Since 2015 marks the 95th anniversary of the ratification of the 19th Amendment to the Constitution, I have been examining the topic of extending the right to vote to women. While investigating the regional perspective, I recalled the work of Helen Tierney, professor emeritus in the Department of History at the University of Wisconsin (UW). A women’s studies scholar, she helped establish the program at UW-Platteville as the discipline grew out of the resurgence of the women’s movement in the late 1960s and early 1970s.
Scholarship was scarce “in the brand-new world of women’s studies” and what was available on “the other half of humanity” was scattered in various academic fields, Dr. Tierney observed. Thus she decided to publish the Women’s Studies Encyclopedia to meet the needs for an authoritative reference. When the title appeared in 1989, the Library Journal called the first edition a “best reference book,” adding that it “was a landmark achievement providing concise definitions and historical context for students and scholars alike.”
Upon retiring from academia in the mid-1990s as the dean of the history department, Dr. Tierney returned home to the Newark area. After a period, she started volunteering at the Historical Society of Cecil County about the time we reactivated the Society’s newsletter to provide members with a value added product. Dr. Tierney took on the task of managing our serial publication since we didn’t have an assigned editor and for a number of years she carefully produced a quarterly, bringing high quality, original articles to readers.
During her retirement she also decided to update and expand the Encyclopedia since research on women had proceeded rapidly, feminist thought had grown and branched out, and conditions for women had “changed markedly in some area of life, for good and for ill, and little in others.” While editing submissions, the professor added new entries to the expanding body of knowledge, and she was interested in how the women’s suffrage movement had evolved in Maryland and Delaware.
I recall Helen studying those old Delmarva newspapers to see what elusive leads could be uncovered. It can be challenging to find evidence of emerging social movements and civil disobedience that are centered outside the regional norms in local weeklies. Of course, the highly respected academic with a doctoral degree in ancient Greek history from the University of Chicago was fully aware of the limitations of her sources. But, research requires a careful study to validate or rule out the availability of traces to the past, and I remember those long ago conversations as she unearthed elusive pieces of surviving evidence.
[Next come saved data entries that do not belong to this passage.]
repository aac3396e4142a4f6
//! Array-size resolution.
//!
//! Unsized array types must be given a concrete element count before their
//! Tundra name can be formed or a length closure emitted at a call site.
//! The resolver handles exactly the shapes that arise from parameter and
//! local array initialization; anything else is an unimplemented case, not
//! a guess.

use crate::ast::{Arena, NodeId, NodeKind};
use crate::bail_unsupported;
use crate::error::Result;
use crate::types::TypeSpec;

/// Concrete element count of an array-typed node.
pub fn resolved_len(arena: &Arena, id: NodeId) -> Result<u32> {
    match arena.ty(id) {
        TypeSpec::Array { len: Some(n), .. } => Ok(*n),
        TypeSpec::Array { len: None, .. } => match arena.kind(id) {
            NodeKind::CompoundInitializer { elems } => Ok(elems.len() as u32),
            NodeKind::VariableRef { name, decl } => match arena.kind(*decl) {
                NodeKind::VariableDeclaration {
                    init: Some(init), ..
                } => resolved_len(arena, *init),
                NodeKind::VariableDeclaration { init: None, .. } => {
                    bail_unsupported!(
                        "array size of '{}': declaration has no initializer",
                        name
                    )
                }
                other => {
                    bail_unsupported!("array size through a reference to a {}", other.describe())
                }
            },
            other => bail_unsupported!("array size of a {}", other.describe()),
        },
        _ => bail_unsupported!("array size of a non-array value"),
    }
}
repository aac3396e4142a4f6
//! Code generation core for the Sable shading language.
//!
//! This crate lowers fully type-resolved shader/function ASTs into source
//! text for Tundra, a statically typed, data-parallel target language.
//! Parsing, type checking, and symbol resolution happen upstream; this
//! crate only decides what each AST shape becomes in the target, how
//! overloads are mangled into unique names, how the ambient shading state
//! is threaded explicitly through otherwise-pure target functions, and how
//! array lengths unknown at parse time are resolved before emission.
//!
//! Constructs outside the translated subset are fatal by design: lowering
//! returns an error naming the offending shape and no partial text.

pub mod arrays;
pub mod ast;
pub mod emit;
pub mod error;
pub mod mangle;
pub mod tundra;
pub mod types;





pub use error::{CodegenError, Result};
pub use tundra::{lower, TundraBackend, TundraOutput};
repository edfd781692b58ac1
use axum::extract::rejection::JsonRejection;
use axum::extract::FromRequest;
use axum::http::StatusCode;
use axum::response::{IntoResponse, Response};
use serde_json::json;
use thiserror::Error;

/// `axum::Json` with its rejection funneled through [`AppError`], so a
/// malformed body gets the standard `{"error": …}` envelope instead of
/// axum's plain-text parser output.
#[derive(FromRequest)]
#[from_request(via(axum::Json), rejection(AppError))]
pub struct Json<T>(pub T);

impl<T: serde::Serialize> IntoResponse for Json<T> {
    fn into_response(self) -> Response {
        axum::Json(self.0).into_response()
    }
}

impl From<JsonRejection> for AppError {
    fn from(rejection: JsonRejection) -> Self {
        AppError::MalformedBody(rejection.body_text())
    }
}

#[derive(Debug, Error)]
pub enum AppError {
    #[error("invalid id given {0}")]
    InvalidId(String),

    #[error("malformed request body")]
    MalformedBody(String),

    #[error("not authenticated")]
    NotAuthenticated,

    #[error("permission denied")]
    PermissionDenied,

    #[error("account not found")]
    AccountNotFound,

    #[error("account number collision")]
    DuplicateNumber,

    #[error("password hashing failed: {0}")]
    PasswordHash(String),

    #[error("token signing failed: {0}")]
    Signing(#[from] jsonwebtoken::errors::Error),

    #[error("database error: {0}")]
    Database(#[from] sqlx::Error),

    #[error("internal error: {0}")]
    Internal(#[from] anyhow::Error),
}

impl IntoResponse for AppError {
    fn into_response(self) -> Response {
        let (status, msg) = match &self {
            AppError::InvalidId(_) => (StatusCode::BAD_REQUEST, self.to_string()),
            AppError::MalformedBody(detail) => {
                // Parser internals stay in the logs, never in the response.
                tracing::debug!("request body rejected: {}", detail);
                (StatusCode::BAD_REQUEST, self.to_string())
            }
            AppError::NotAuthenticated => (StatusCode::UNAUTHORIZED, self.to_string()),
            AppError::PermissionDenied => (StatusCode::FORBIDDEN, self.to_string()),
            AppError::AccountNotFound => (StatusCode::NOT_FOUND, self.to_string()),
            AppError::DuplicateNumber => {
                tracing::error!("account number collision not resolved by retries");
                (
                    StatusCode::INTERNAL_SERVER_ERROR,
                    "internal server error".to_string(),
                )
            }
            AppError::PasswordHash(e) => {
                tracing::error!("password hashing error: {}", e);
                (
                    StatusCode::INTERNAL_SERVER_ERROR,
                    "internal server error".to_string(),
                )
            }
            AppError::Signing(e) => {
                tracing::error!("token signing error: {}", e);
                (
                    StatusCode::INTERNAL_SERVER_ERROR,
                    "internal server error".to_string(),
                )
            }
            AppError::Database(e) => {
                tracing::error!("database error: {}", e);
                (
                    StatusCode::INTERNAL_SERVER_ERROR,
                    "internal server error".to_string(),
                )
            }
            AppError::Internal(e) => {
                tracing::error!("internal error: {}", e);
                (
                    StatusCode::INTERNAL_SERVER_ERROR,
                    "internal server error".to_string(),
                )
            }
        };

        // Every error body carries a single "error" field; internal detail
        // stays in the logs.
        let body = Json(json!({ "error": msg }));
        (status, body).into_response()
    }
}
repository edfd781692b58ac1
use std::sync::Arc;

use axum::extract::{Path, State};
use axum::Extension;
use serde::{Deserialize, Serialize};
use serde_json::{json, Value};

use crate::errors::{AppError, Json};
use crate::models::account::{self, Account};
use crate::store::NewAccount;
use crate::AppState;

// ── Request / Response DTOs ──────────────────────────────────

#[derive(Deserialize)]
#[serde(rename_all = "camelCase")]
pub struct CreateAccountRequest {
    pub first_name: String,
    pub last_name: String,
    pub password: String,
}

#[derive(Deserialize)]
pub struct LoginRequest {
    pub number: i64,
    pub password: String,
}

#[derive(Serialize)]
pub struct LoginResponse {
    pub token: String,
    pub number: i64,
}

#[derive(Serialize, Deserialize)]
#[serde(rename_all = "camelCase")]
pub struct TransferRequest {
    pub to_account: i64,
    pub amount: i64,
}

/// Attempts at regenerating a colliding account number before giving up.
const CREATE_RETRIES: usize = 5;

// ── Handlers ─────────────────────────────────────────────────

/// GET /account — list all accounts
pub async fn list_accounts(
    State(state): State<Arc<AppState>>,
) -> Result<Json<Vec<Account>>, AppError> {
    Ok(Json(state.db.get_accounts().await?))
}

/// GET /account/:id — the ownership gate has already validated the token,
/// resolved the account, and checked the number match.
pub async fn get_account(Extension(account): Extension<Account>) -> Json<Account> {
    Json(account)
}

/// POST /account — create an account with a hashed password and a
/// randomly assigned account number.
pub async fn create_account(
    State(state): State<Arc<AppState>>,
    Json(payload): Json<CreateAccountRequest>,
) -> Result<Json<Account>, AppError> {
    let password_hash = account::hash_password(&payload.password)?;

    for _ in 0..CREATE_RETRIES {
        let new = NewAccount {
            first_name: payload.first_name.clone(),
            last_name: payload.last_name.clone(),
            number: account::random_account_number(),
            password_hash: password_hash.clone(),
        };
        match state.db.create_account(new).await {
            Ok(created) => {
                tracing::info!(id = created.id, number = created.number, "account created");
                return Ok(Json(created));
            }
            Err(AppError::DuplicateNumber) => continue,
            Err(e) => return Err(e),
        }
    }
    Err(AppError::DuplicateNumber)
}

/// DELETE /account/:id
pub async fn delete_account(
    State(state): State<Arc<AppState>>,
    Path(raw_id): Path<String>,
) -> Result<Json<Value>, AppError> {
    let id = super::parse_account_id(&raw_id)?;
    state.db.delete_account(id).await?;
    Ok(Json(json!({ "deleted": id })))
}

/// POST /login — authenticate by account number and password, then
/// issue a signed token asserting that number.
pub async fn login(
    State(state): State<Arc<AppState>>,
    Json(payload): Json<LoginRequest>,
) -> Result<Json<LoginResponse>, AppError> {
    // An unknown number fails authentication immediately,
    // indistinguishable from a wrong password.
    let account = match state.db.get_account_by_number(payload.number).await {
        Ok(a) => a,
        Err(AppError::AccountNotFound) => return Err(AppError::NotAuthenticated),
        Err(e) => return Err(e),
    };

    if !account.verify_password(&payload.password) {
        return Err(AppError::NotAuthenticated);
    }

    let token = state.signer.issue(&account)?;
    Ok(Json(LoginResponse {
        token,
        number: account.number,
    }))
}

/// POST /transfer — echo-only stub. No debit/credit semantics are
/// defined yet; the request is validated and returned as-is.
pub async fn transfer(Json(payload): Json<TransferRequest>) -> Json<TransferRequest> {
    Json(payload)
}
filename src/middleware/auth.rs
//! Token issuing and the account-ownership gate.
//!
//! A login token is an HS256 JWT asserting one account number. The gate
//! wraps `GET /account/:id` and admits a request only when the token's
//! asserted number matches the number of the account the path resolves to.
//! Every request re-runs the full check; decisions are never cached.

use std::sync::Arc;

use axum::extract::{Path, Request, State};
use axum::middleware::Next;
use axum::response::Response;
use chrono::{Duration, Utc};
use jsonwebtoken::{Algorithm, DecodingKey, EncodingKey, Header, Validation};
use serde::{Deserialize, Serialize};

use crate::api::parse_account_id;
use crate::errors::AppError;
use crate::models::account::Account;
use crate::AppState;

/// Request header carrying the signed token.
pub const TOKEN_HEADER: &str = "x-jwt-token";

/// Claim set embedded in issued tokens. Strongly typed: the account
/// number is an integer claim, expiry is a unix timestamp.
#[derive(Debug, Serialize, Deserialize)]
pub struct Claims {
    #[serde(rename = "accountNumber")]
    pub account_number: i64,
    pub exp: i64,
}

/// Issues and validates login tokens. The secret is injected at
/// construction; nothing here reads the environment.
#[derive(Clone)]
pub struct TokenSigner {
    encoding: EncodingKey,
    decoding: DecodingKey,
    ttl: Duration,
}

impl TokenSigner {
    pub fn new(secret: &str, ttl_secs: i64) -> Self {
        Self {
            encoding: EncodingKey::from_secret(secret.as_bytes()),
            decoding: DecodingKey::from_secret(secret.as_bytes()),
            ttl: Duration::seconds(ttl_secs),
        }
    }

    /// Sign a token asserting the account's number.
    /// The caller must have authenticated the account already.
    pub fn issue(&self, account: &Account) -> Result<String, AppError> {
        let claims = Claims {
            account_number: account.number,
            exp: (Utc::now() + self.ttl).timestamp(),
        };
        let token = jsonwebtoken::encode(&Header::new(Algorithm::HS256), &claims, &self.encoding)?;
        Ok(token)
    }

    /// Validate signature and expiry, returning the embedded claims.
    /// Only HS256 is accepted; a token naming any other algorithm fails
    /// validation outright, which closes the algorithm-substitution hole.
    pub fn verify(&self, token: &str) -> Result<Claims, jsonwebtoken::errors::Error> {
        let validation = Validation::new(Algorithm::HS256);
        let data = jsonwebtoken::decode::<Claims>(token, &self.decoding, &validation)?;
        Ok(data.claims)
    }
}

/// Middleware guarding `GET /account/:id`.
///
/// Three ordered checks, each an exit point:
/// 1. validate the token from the request header — any parse, signature,
///    or expiry failure yields the same 403 denial;
/// 2. parse the path id — malformed ids are a 400 client error, decided
///    before any store call;
/// 3. resolve the target account and compare its number against the
///    token's claim — mismatch is a 403, not-found and store errors
///    propagate as themselves.
///
/// On success the resolved account is stashed in request extensions so
/// the handler does not fetch it a second time.
pub async fn account_owner_gate(
    State(state): State<Arc<AppState>>,
    Path(raw_id): Path<String>,
    mut req: Request,
    next: Next,
) -> Result<Response, AppError> {
    let token = req
        .headers()
        .get(TOKEN_HEADER)
        .and_then(|v| v.to_str().ok())
        .ok_or(AppError::PermissionDenied)?;

    // Collapse all token failures into one denial; the reason stays in logs.
    let claims = state.signer.verify(token).map_err(|e| {
        tracing::warn!("token rejected: {}", e);
        AppError::PermissionDenied
    })?;

    let id = parse_account_id(&raw_id)?;

    let account = state.db.get_account_by_id(id).await?;
    if account.number != claims.account_number {
        tracing::warn!(
            account_id = id,
            "token for number {} denied access to account {}",
            claims.account_number,
            account.number
        );
        return Err(AppError::PermissionDenied);
    }

    req.extensions_mut().insert(account);
    Ok(next.run(req).await)
}
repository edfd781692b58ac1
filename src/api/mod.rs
use std::sync::Arc;

use axum::http::StatusCode;
use axum::middleware;
use axum::routing::{get, post};
use axum::Router;

use crate::errors::AppError;
use crate::middleware::auth::account_owner_gate;
use crate::AppState;

pub mod handlers;

/// Build the API router. The ownership gate is layered onto
/// `GET /account/:id` only; every other route is open.
pub fn router(state: Arc<AppState>) -> Router {
    Router::new()
        .route("/healthz", get(|| async { "ok" }))
        .route(
            "/account",
            get(handlers::list_accounts).post(handlers::create_account),
        )
        .route(
            "/account/:id",
            get(handlers::get_account)
                // route_layer applies to methods added so far, so DELETE
                // below stays ungated.
                .route_layer(middleware::from_fn_with_state(
                    state.clone(),
                    account_owner_gate,
                ))
                .delete(handlers::delete_account),
        )
        .route("/login", post(handlers::login))
        .route("/transfer", post(handlers::transfer))
        .fallback(fallback_404)
        .with_state(state)
}

async fn fallback_404() -> StatusCode {
    StatusCode::NOT_FOUND
}

/// Parse a path id as a non-negative integer.
pub(crate) fn parse_account_id(raw: &str) -> Result<i64, AppError> {
    raw.parse::<i64>()
        .ok()
        .filter(|id| *id >= 0)
        .ok_or_else(|| AppError::InvalidId(raw.to_string()))
}

#[cfg(test)]
mod tests {
    use super::*;

    #[test]
    fn parse_account_id_accepts_non_negative_integers() {
        assert_eq!(parse_account_id("0").unwrap(), 0);
        assert_eq!(parse_account_id("7").unwrap(), 7);
    }

    #[test]
    fn parse_account_id_rejects_malformed_input() {
        for raw in ["abc", "-1", "1.5", "", "7x"] {
            assert!(matches!(
                parse_account_id(raw),
                Err(AppError::InvalidId(_))
            ));
        }
    }
}
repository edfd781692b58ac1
pub mod account;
Helen died October 31, 1997, just days after she penned the introduction to the new volume, but her colleagues, family and publisher arranged for the second edition, a three volume work, to be brought to term. The family donated Dr. Tierney’s papers to the Historical Society of Cecil County, so as my research interest turned to this civil disobedience movement, I recently examined her field notes to follow her line of investigation on the regional perspective. The data is scarce as anyone working with social movements in rural areas will recognize, but the surviving materials from Dr. Tierney’s labors nearly twenty years ago gave me the perspective of the nationally recognized scholar on this untapped regional subject. She would be pleased to see that her scholarship is tapped for regional studies.